Pferdefutterhygiene bei Hitze: Schimmel und Verderb vermeiden

Sommerliche Temperaturen stellen hohe Anforderungen an die Lagerung von Futtermitteln. Hitze und schwankende Luftfeuchtigkeit können die Qualität von Heu, Stroh, Silagen und Kraftfutter erheblich beeinträchtigen – mit möglichen Folgen für die Gesundheit und Leistungsfähigkeit von Pferden.
Wärme begünstigt die Entwicklung von Schimmelpilzen und Hefen. Gleichzeitig können erhöhte Restfeuchten mikrobiologische Prozesse beschleunigen. Die Folge sind Qualitätsverluste, Nährstoffabbau und im ungünstigsten Fall Belastungen durch Schimmel oder Mykotoxine.
Besonders risikoreich sind:
- schlecht belüftete Lagerräume
- starke Temperaturschwankungen mit Kondenswasserbildung, insbesondere in Kraftfuttersilos
- zu feucht gepresstes oder unzureichend getrocknetes Heu und Stroh
Empfehlungen für die Sommermonate
- Heu sollte eine Restfeuchte von unter 14 % aufweisen und ausreichend nachgereift sein.
- Kraftfutter vor direkter Sonneneinstrahlung schützen sowie sauber und trocken lagern.
- Silagen und Heulagen regelmäßig auf Beschädigungen durch Vögel, Mäuse oder andere Einflüsse kontrollieren. Selbst kleine Schäden an der Folie können zu Verderb führen.
- Bei frisch gepresstem Heu die Temperatur regelmäßig überwachen, da bei starker Erwärmung Brandgefahr bestehen kann.

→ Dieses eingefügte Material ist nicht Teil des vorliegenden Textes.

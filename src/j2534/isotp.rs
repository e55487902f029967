use std::sync::Arc;
use std::time::Instant;

use tracing::debug;

use crate::error::Error;
use crate::isotp::{IsoTPOptions, IsoTpChannel};
use crate::j2534::types::{connect_flags, ConfigParameter, FilterType, PassThruMsg, Protocol};
use crate::j2534::{Channel, Device};
use crate::Result;

/// ISO-TP channel using the driver's ISO15765 protocol. Segmentation and flow control happen in the device.
pub struct J2534IsoTp {
    channel: Channel,
    options: IsoTPOptions,
    filter: Option<u32>,
}

impl J2534IsoTp {
    pub fn connect(device: Arc<Device>, bitrate: u32, options: IsoTPOptions) -> Result<Self> {
        let flags = if options.source_id.is_extended() {
            connect_flags::CAN_29BIT_ID
        } else {
            0
        };
        let channel = Channel::connect(device, Protocol::Iso15765, flags, bitrate)?;

        let mut isotp = Self {
            channel,
            options,
            filter: None,
        };
        isotp.program(options)?;
        Ok(isotp)
    }

    /// Install the flow control filter and block size/STmin for `options`.
    fn program(&mut self, options: IsoTPOptions) -> Result<()> {
        if let Some(filter) = self.filter.take() {
            self.channel.stop_filter(filter)?;
        }

        let pattern = PassThruMsg::new(Protocol::Iso15765, options.dest_id, &[])?;
        let mask = PassThruMsg::mask_for(&pattern, 0xffff_ffff);
        let flow_control = PassThruMsg::new(Protocol::Iso15765, options.source_id, &[])?;

        self.filter = Some(self.channel.start_filter(
            FilterType::FlowControl,
            &mask,
            &pattern,
            Some(&flow_control),
        )?);

        let st_min = crate::isotp::types::encode_st_min(options.st_min) as u32;
        self.channel.set_config(&[
            (ConfigParameter::Iso15765Bs, options.block_size as u32),
            (ConfigParameter::Iso15765Stmin, st_min),
        ])?;
        self.channel.clear_rx_buffer()?;

        self.options = options;
        Ok(())
    }
}

impl IsoTpChannel for J2534IsoTp {
    fn send(&mut self, data: &[u8]) -> Result<()> {
        debug!("TX {}", hex::encode(data));
        let msg = PassThruMsg::new(Protocol::Iso15765, self.options.source_id, data)?;
        Ok(self.channel.write(&msg, self.options.timeout)?)
    }

    fn recv(&mut self) -> Result<Vec<u8>> {
        let deadline = Instant::now() + self.options.timeout;

        loop {
            let remaining = deadline.saturating_duration_since(Instant::now());
            if let Some(msg) = self.channel.read(remaining)? {
                if let Some(payload) = msg.isotp_payload(self.options.dest_id) {
                    debug!("RX {}", hex::encode(payload));
                    return Ok(payload.to_vec());
                }
                debug!("Skipping {:?}", msg);
            }

            if remaining.is_zero() || Instant::now() >= deadline {
                return Err(Error::Timeout);
            }
        }
    }

    fn options(&self) -> &IsoTPOptions {
        &self.options
    }

    fn set_options(&mut self, options: IsoTPOptions) -> Result<()> {
        self.program(options)
    }
}
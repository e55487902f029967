use std::sync::{Arc, Weak};

use parking_lot::Mutex;
use tracing::debug;

use crate::Result;

/// Lazily opened device handle shared by every channel created from one link.
///
/// Only a weak reference is kept: the device closes once the last channel using it is dropped, and the
/// next request opens it again.
pub struct SharedHandle<T> {
    cached: Mutex<Weak<T>>,
}

impl<T> Default for SharedHandle<T> {
    fn default() -> Self {
        Self {
            cached: Mutex::new(Weak::new()),
        }
    }
}

impl<T> SharedHandle<T> {
    pub fn new() -> Self {
        Self::default()
    }

    /// Return the live handle, or create one with `open`. Concurrent callers never open twice.
    pub fn get_or_open<F>(&self, open: F) -> Result<Arc<T>>
    where
        F: FnOnce() -> Result<T>,
    {
        let mut cached = self.cached.lock();
        if let Some(handle) = cached.upgrade() {
            return Ok(handle);
        }

        debug!("Opening device handle");
        let handle = Arc::new(open()?);
        *cached = Arc::downgrade(&handle);
        Ok(handle)
    }

    /// True while some channel still holds the handle.
    pub fn is_open(&self) -> bool {
        self.cached.lock().strong_count() > 0
    }
}

#[cfg(test)]
mod tests {
    use super::*;
    use std::sync::atomic::{AtomicUsize, Ordering};

    #[test]
    fn reused_while_alive() {
        let handle = SharedHandle::new();
        let opened = AtomicUsize::new(0);
        let open = || {
            opened.fetch_add(1, Ordering::SeqCst);
            Ok(42)
        };

        let a = handle.get_or_open(open).unwrap();
        let b = handle.get_or_open(open).unwrap();
        assert!(Arc::ptr_eq(&a, &b));
        assert_eq!(opened.load(Ordering::SeqCst), 1);

        drop(a);
        drop(b);
        assert!(!handle.is_open());

        let _c = handle.get_or_open(open).unwrap();
        assert_eq!(opened.load(Ordering::SeqCst), 2);
        assert!(handle.is_open());
    }

    #[test]
    fn failed_open_not_cached() {
        let handle: SharedHandle<u32> = SharedHandle::new();
        assert!(handle.get_or_open(|| Err(crate::Error::NotFound)).is_err());
        assert!(!handle.is_open());
        assert_eq!(*handle.get_or_open(|| Ok(1)).unwrap(), 1);
    }
}
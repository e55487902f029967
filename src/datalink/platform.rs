use crate::can::CanAdapter;
use crate::datalink::{DataLink, PlatformConfig};
use crate::isotp::IsoTpChannel;
use crate::uds::UDSClient;
use crate::Result;

/// A [`DataLink`] bound to one platform's bitrate and diagnostic addressing.
pub struct PlatformLink {
    datalink: DataLink,
    platform: PlatformConfig,
}

impl PlatformLink {
    pub fn new(datalink: DataLink, platform: PlatformConfig) -> Self {
        Self { datalink, platform }
    }

    pub fn datalink(&self) -> &DataLink {
        &self.datalink
    }

    pub fn platform(&self) -> &PlatformConfig {
        &self.platform
    }

    /// Raw CAN at the platform bitrate.
    pub fn can(&self) -> Result<Box<dyn CanAdapter + Send>> {
        self.datalink.can(self.platform.baudrate)
    }

    /// ISO-TP channel between the tester and the platform's ECU.
    pub fn isotp(&self) -> Result<Box<dyn IsoTpChannel + Send>> {
        self.datalink
            .isotp(self.platform.isotp_options(), self.platform.baudrate)
    }

    pub fn uds(&self) -> Result<UDSClient<Box<dyn IsoTpChannel + Send>>> {
        Ok(UDSClient::new(self.isotp()?))
    }
}
//! Diagnostic Trouble Codes as reported by OBD-II services 0x03 (confirmed) and 0x07 (pending).

use std::fmt;

use tracing::warn;

use crate::uds::constants::ObdService;
use crate::uds::error::Error;

const SYSTEM_PREFIXES: [char; 4] = ['P', 'C', 'B', 'U'];

/// A 16 bit trouble code: 2 bits system (powertrain, chassis, body, network) and 14 bits of digits.
#[derive(Debug, Copy, Clone, Eq, PartialEq, Hash)]
#[cfg_attr(feature = "serde", derive(serde::Serialize, serde::Deserialize))]
pub struct DiagnosticCode(pub u16);

impl DiagnosticCode {
    pub fn raw(&self) -> u16 {
        self.0
    }

    /// One of `P`, `C`, `B` or `U`.
    pub fn system(&self) -> char {
        SYSTEM_PREFIXES[(self.0 >> 14) as usize]
    }
}

fn digit(value: u16) -> char {
    match value {
        0..=9 => (b'0' + value as u8) as char,
        10..=15 => (b'A' + (value - 10) as u8) as char,
        _ => '?',
    }
}

impl fmt::Display for DiagnosticCode {
    fn fmt(&self, f: &mut fmt::Formatter<'_>) -> fmt::Result {
        write!(
            f,
            "{}{}{}{}{}",
            self.system(),
            digit((self.0 >> 12) & 0x3),
            digit((self.0 >> 8) & 0xf),
            digit((self.0 >> 4) & 0xf),
            digit(self.0 & 0xf)
        )
    }
}

/// Which list of codes to read.
#[derive(Debug, Copy, Clone, Eq, PartialEq)]
pub enum DtcKind {
    /// Service 0x03, stored/confirmed codes
    Confirmed,
    /// Service 0x07, codes detected during the current or last drive cycle
    Pending,
}

impl DtcKind {
    pub fn service(&self) -> ObdService {
        match self {
            DtcKind::Confirmed => ObdService::ShowStoredDtc,
            DtcKind::Pending => ObdService::ShowPendingDtc,
        }
    }
}

/// Where the code pairs start in the response payload (after the response identifier).
#[derive(Debug, Copy, Clone, Eq, PartialEq, Default)]
#[cfg_attr(feature = "serde", derive(serde::Serialize, serde::Deserialize))]
pub enum DtcLayout {
    /// ISO 15765-4 (CAN) layout: one count byte, then `count` code pairs.
    #[default]
    CountPrefixed,
    /// Legacy layout: code pairs start at the first byte, `0000` entries are padding.
    Raw,
}

/// Decode the payload of a service 0x03/0x07 response, with the response identifier already stripped.
pub fn decode_dtcs(payload: &[u8], layout: DtcLayout) -> Result<Vec<DiagnosticCode>, Error> {
    let codes = |data: &[u8]| -> Vec<DiagnosticCode> {
        data.chunks_exact(2)
            .map(|pair| DiagnosticCode(u16::from_be_bytes([pair[0], pair[1]])))
            .collect()
    };

    match layout {
        DtcLayout::CountPrefixed => {
            let (&count, data) = payload.split_first().ok_or(Error::InvalidResponseLength)?;
            let mut codes = codes(data);
            if codes.len() < count as usize {
                warn!("DTC count {} but only {} codes in response", count, codes.len());
            }
            codes.truncate(count as usize);
            Ok(codes)
        }
        DtcLayout::Raw => Ok(codes(payload).into_iter().filter(|code| code.0 != 0).collect()),
    }
}
//! ELM327 compatible serial adapters. The adapter implements ISO-TP itself and is driven with AT commands.
//!
//! Responses are printed with headers (`ATH1`) and spaces (`ATS1`) so every received CAN frame can be
//! reassembled on the host. The adapter can only transmit single frames, so requests are limited to 7 bytes.

pub mod error;
mod isotp;

use std::io::{ErrorKind, Read, Write};
use std::time::{Duration, Instant};

use bstr::ByteSlice;
use tracing::{debug, info, warn};

use crate::can::Identifier;
use crate::error::write_exact;
use crate::isotp::types::encode_st_min;
use crate::isotp::IsoTPOptions;
use crate::Result;

pub use error::Error;
pub use isotp::Elm327IsoTp;

/// Read timeout of the serial port, the session polls until its own deadline.
const POLL_INTERVAL: Duration = Duration::from_millis(20);
const COMMAND_TIMEOUT: Duration = Duration::from_millis(1000);
const RESET_TIMEOUT: Duration = Duration::from_millis(3000);
/// Added on top of the ECU timeout programmed with ATST before the host gives up.
const RESPONSE_SLACK: Duration = Duration::from_millis(500);
const PROMPT: u8 = b'>';

const BUS_ERRORS: &[&str] = &[
    "CAN ERROR",
    "BUS ERROR",
    "BUS BUSY",
    "UNABLE TO CONNECT",
    "BUFFER FULL",
    "FB ERROR",
    "DATA ERROR",
    "<RX ERROR",
    "STOPPED",
    "ERR",
];

const INFO_LINES: &[&str] = &["SEARCHING...", "BUS INIT", "OK"];

enum Output {
    Line(String),
    Prompt,
}

/// Parse a frame printed with headers and spaces, e.g. `7E8 03 41 0D 00` or `18 DA F1 10 03 41 0D 00`.
pub fn parse_frame(line: &str) -> Option<(Identifier, Vec<u8>)> {
    let tokens: Vec<&str> = line.split_whitespace().collect();
    let (id, data) = match tokens.first() {
        Some(first) if first.len() == 3 => {
            let id = u32::from_str_radix(first, 16).ok()?;
            (Identifier::Standard(id), &tokens[1..])
        }
        Some(first) if first.len() == 2 && tokens.len() >= 4 => {
            if tokens[..4].iter().any(|t| t.len() != 2) {
                return None;
            }
            let bytes: [u8; 4] = hex::decode(tokens[..4].concat()).ok()?.try_into().ok()?;
            let id = u32::from_be_bytes(bytes);
            (Identifier::Extended(id & 0x1fff_ffff), &tokens[4..])
        }
        _ => return None,
    };

    if data.iter().any(|t| t.len() != 2) {
        return None;
    }
    let data = hex::decode(data.concat()).ok()?;
    Some((id, data))
}

fn is_bus_error(line: &str) -> bool {
    BUS_ERRORS.iter().any(|e| line.starts_with(e))
}

/// ISO 15765-4 protocol number for `ATSP`.
fn protocol_number(extended: bool, bitrate: u32) -> Option<u8> {
    match (extended, bitrate) {
        (false, 500_000) => Some(6),
        (true, 500_000) => Some(7),
        (false, 250_000) => Some(8),
        (true, 250_000) => Some(9),
        _ => None,
    }
}

fn id_hex(id: Identifier) -> String {
    match id {
        Identifier::Standard(id) => format!("{:03X}", id),
        Identifier::Extended(id) => format!("{:08X}", id),
    }
}

/// One serial session with an adapter. Generic over the port so it can run against any byte stream.
pub struct Elm327<T: Read + Write> {
    port: T,
    rx: Vec<u8>,
    version: String,
    configured: Option<(IsoTPOptions, u32)>,
}

impl Elm327<Box<dyn serialport::SerialPort>> {
    /// Open the serial port at `baudrate` and initialize the adapter.
    pub fn open(port: &str, baudrate: u32) -> Result<Self> {
        let serial = serialport::new(port, baudrate)
            .timeout(POLL_INTERVAL)
            .flow_control(serialport::FlowControl::None)
            .open()
            .map_err(|e| match e.kind() {
                serialport::ErrorKind::NoDevice | serialport::ErrorKind::Io(ErrorKind::NotFound) => {
                    crate::Error::NotFound
                }
                _ => Error::SerialPort(e).into(),
            })?;

        let elm = Self::new(serial)?;
        info!("Connected to {} on {}", elm.version(), port);
        Ok(elm)
    }
}

impl<T: Read + Write> Elm327<T> {
    /// Reset the adapter and apply the settings the rest of the session relies on.
    pub fn new(port: T) -> Result<Self> {
        let mut elm = Self {
            port,
            rx: Vec::new(),
            version: String::new(),
            configured: None,
        };

        let lines = elm.command("ATZ", RESET_TIMEOUT)?;
        elm.version = lines
            .iter()
            .find(|l| l.starts_with("ELM"))
            .cloned()
            .unwrap_or_else(|| "ELM327".to_string());

        for cmd in ["ATE0", "ATL0", "ATS1", "ATH1", "ATAT0", "ATCAF1"] {
            elm.at(cmd)?;
        }

        Ok(elm)
    }

    /// Identification printed on reset, e.g. `ELM327 v1.5`.
    pub fn version(&self) -> &str {
        &self.version
    }

    /// Program addressing, flow control and timeout for `options` unless already active.
    pub fn configure(&mut self, options: &IsoTPOptions, bitrate: u32) -> Result<()> {
        if self.configured == Some((*options, bitrate)) {
            return Ok(());
        }

        let extended = options.source_id.is_extended();
        let protocol = protocol_number(extended, bitrate).ok_or_else(|| {
            crate::Error::Unsupported(format!("ELM327 does not support a CAN bitrate of {}", bitrate))
        })?;
        self.at(&format!("ATSP{}", protocol))?;

        let source: u32 = options.source_id.into();
        if extended {
            self.at(&format!("ATCP{:02X}", source >> 24))?;
            self.at(&format!("ATSH{:06X}", source & 0xff_ffff))?;
        } else {
            self.at(&format!("ATSH{}", id_hex(options.source_id)))?;
        }
        self.at(&format!("ATCRA{}", id_hex(options.dest_id)))?;

        self.at(&format!("ATFCSH{}", id_hex(options.source_id)))?;
        self.at(&format!(
            "ATFCSD30{:02X}{:02X}",
            options.block_size,
            encode_st_min(options.st_min)
        ))?;
        self.at("ATFCSM1")?;

        // ATST counts in units of 4 ms
        let st = (options.timeout.as_millis() / 4).clamp(1, 0xff);
        self.at(&format!("ATST{:02X}", st))?;

        self.configured = Some((*options, bitrate));
        Ok(())
    }

    /// Send one single frame payload and return the frames printed in response.
    pub fn transact(&mut self, data: &[u8], timeout: Duration) -> Result<Vec<(Identifier, Vec<u8>)>> {
        let cmd = hex::encode_upper(data);
        let lines = self.command(&cmd, timeout + RESPONSE_SLACK)?;

        let mut frames = vec![];
        for line in lines {
            if line == "NO DATA" {
                continue;
            }
            match parse_frame(&line) {
                Some(frame) => frames.push(frame),
                None => warn!("Ignoring ELM327 output {:?}", line),
            }
        }
        Ok(frames)
    }

    /// Listen with `ATMA` until `on_frame` returns true or `deadline` passes, then stop monitoring.
    pub fn monitor<F>(&mut self, deadline: Instant, mut on_frame: F) -> Result<()>
    where
        F: FnMut(Identifier, &[u8]) -> Result<bool>,
    {
        self.write_command("ATMA")?;

        let result = loop {
            match self.next_output(deadline) {
                Ok(Output::Line(line)) => {
                    if line == "ATMA" {
                        continue;
                    }
                    if is_bus_error(&line) {
                        break Err(Error::Bus(line).into());
                    }
                    if let Some((id, data)) = parse_frame(&line) {
                        match on_frame(id, &data) {
                            Ok(true) => break Ok(()),
                            Ok(false) => {}
                            Err(e) => break Err(e),
                        }
                    }
                }
                // Monitoring ended on its own
                Ok(Output::Prompt) => return Ok(()),
                Err(e) => break Err(e),
            }
        };

        // Any character ends monitoring, the adapter then prints a prompt
        write_exact(&mut self.port, b"\r")?;
        self.port.flush()?;
        let drain_deadline = Instant::now() + COMMAND_TIMEOUT;
        while let Output::Line(line) = self.next_output(drain_deadline)? {
            debug!("ELM327 after monitor: {}", line);
        }

        result
    }

    fn write_command(&mut self, cmd: &str) -> Result<()> {
        debug!("ELM327 TX {}", cmd);
        self.rx.clear();
        write_exact(&mut self.port, format!("{}\r", cmd).as_bytes())?;
        self.port.flush()?;
        Ok(())
    }

    /// Send `cmd` and collect the output lines up to the next prompt. Echoes and status lines are dropped.
    pub fn command(&mut self, cmd: &str, timeout: Duration) -> Result<Vec<String>> {
        self.write_command(cmd)?;

        let deadline = Instant::now() + timeout;
        let mut lines = vec![];
        while let Output::Line(line) = self.next_output(deadline)? {
            debug!("ELM327 RX {}", line);
            if line == cmd || line.starts_with("SEARCHING") || line.starts_with("BUS INIT") {
                continue;
            }
            if line == "?" {
                return Err(Error::Command(cmd.to_string()).into());
            }
            if is_bus_error(&line) {
                return Err(Error::Bus(line).into());
            }
            lines.push(line);
        }

        Ok(lines)
    }

    /// AT command that must be acknowledged with `OK`.
    fn at(&mut self, cmd: &str) -> Result<()> {
        let lines = self.command(cmd, COMMAND_TIMEOUT)?;
        if lines.iter().any(|l| INFO_LINES.contains(&l.as_str())) {
            Ok(())
        } else {
            Err(Error::UnexpectedResponse {
                command: cmd.to_string(),
                response: lines.join(" "),
            }
            .into())
        }
    }

    fn next_output(&mut self, deadline: Instant) -> Result<Output> {
        loop {
            if let Some(pos) = self.rx.iter().position(|&b| b == b'\r' || b == b'\n' || b == PROMPT) {
                let terminator = self.rx[pos];
                let line = self.rx[..pos].trim().to_str_lossy().into_owned();

                if terminator == PROMPT && !line.is_empty() {
                    // Hand out the line now, the prompt on the next call
                    self.rx.drain(..pos);
                } else {
                    self.rx.drain(..=pos);
                }

                if !line.is_empty() {
                    return Ok(Output::Line(line));
                }
                if terminator == PROMPT {
                    return Ok(Output::Prompt);
                }
                continue;
            }

            let mut buf = [0u8; 256];
            match self.port.read(&mut buf) {
                Ok(0) => return Err(crate::Error::Disconnected),
                Ok(n) => self.rx.extend(buf[..n].iter().filter(|&&b| b != 0)),
                Err(e) if matches!(e.kind(), ErrorKind::TimedOut | ErrorKind::WouldBlock | ErrorKind::Interrupted) => {
                }
                Err(e) => return Err(e.into()),
            }

            if Instant::now() >= deadline {
                return Err(crate::Error::Timeout);
            }
        }
    }
}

Eine sensorische Prüfung ist unverzichtbar. Muffiger Geruch, Verfärbungen oder eine erhöhte Staubbildung sind deutliche Warnsignale. Allerdings sind nicht alle Risiken sichtbar oder riechbar. Insbesondere Mykotoxine bleiben häufig unbemerkt und können dennoch die Gesundheit und Leistungsfähigkeit von Pferden beeinträchtigen.
Nicht jede Qualitätsminderung lässt sich mit bloßem Auge feststellen. Laboruntersuchungen liefern verlässliche Informationen über die hygienische Beschaffenheit von Futtermitteln und helfen dabei, Belastungen durch Schimmelpilze oder Mykotoxine frühzeitig zu erkennen.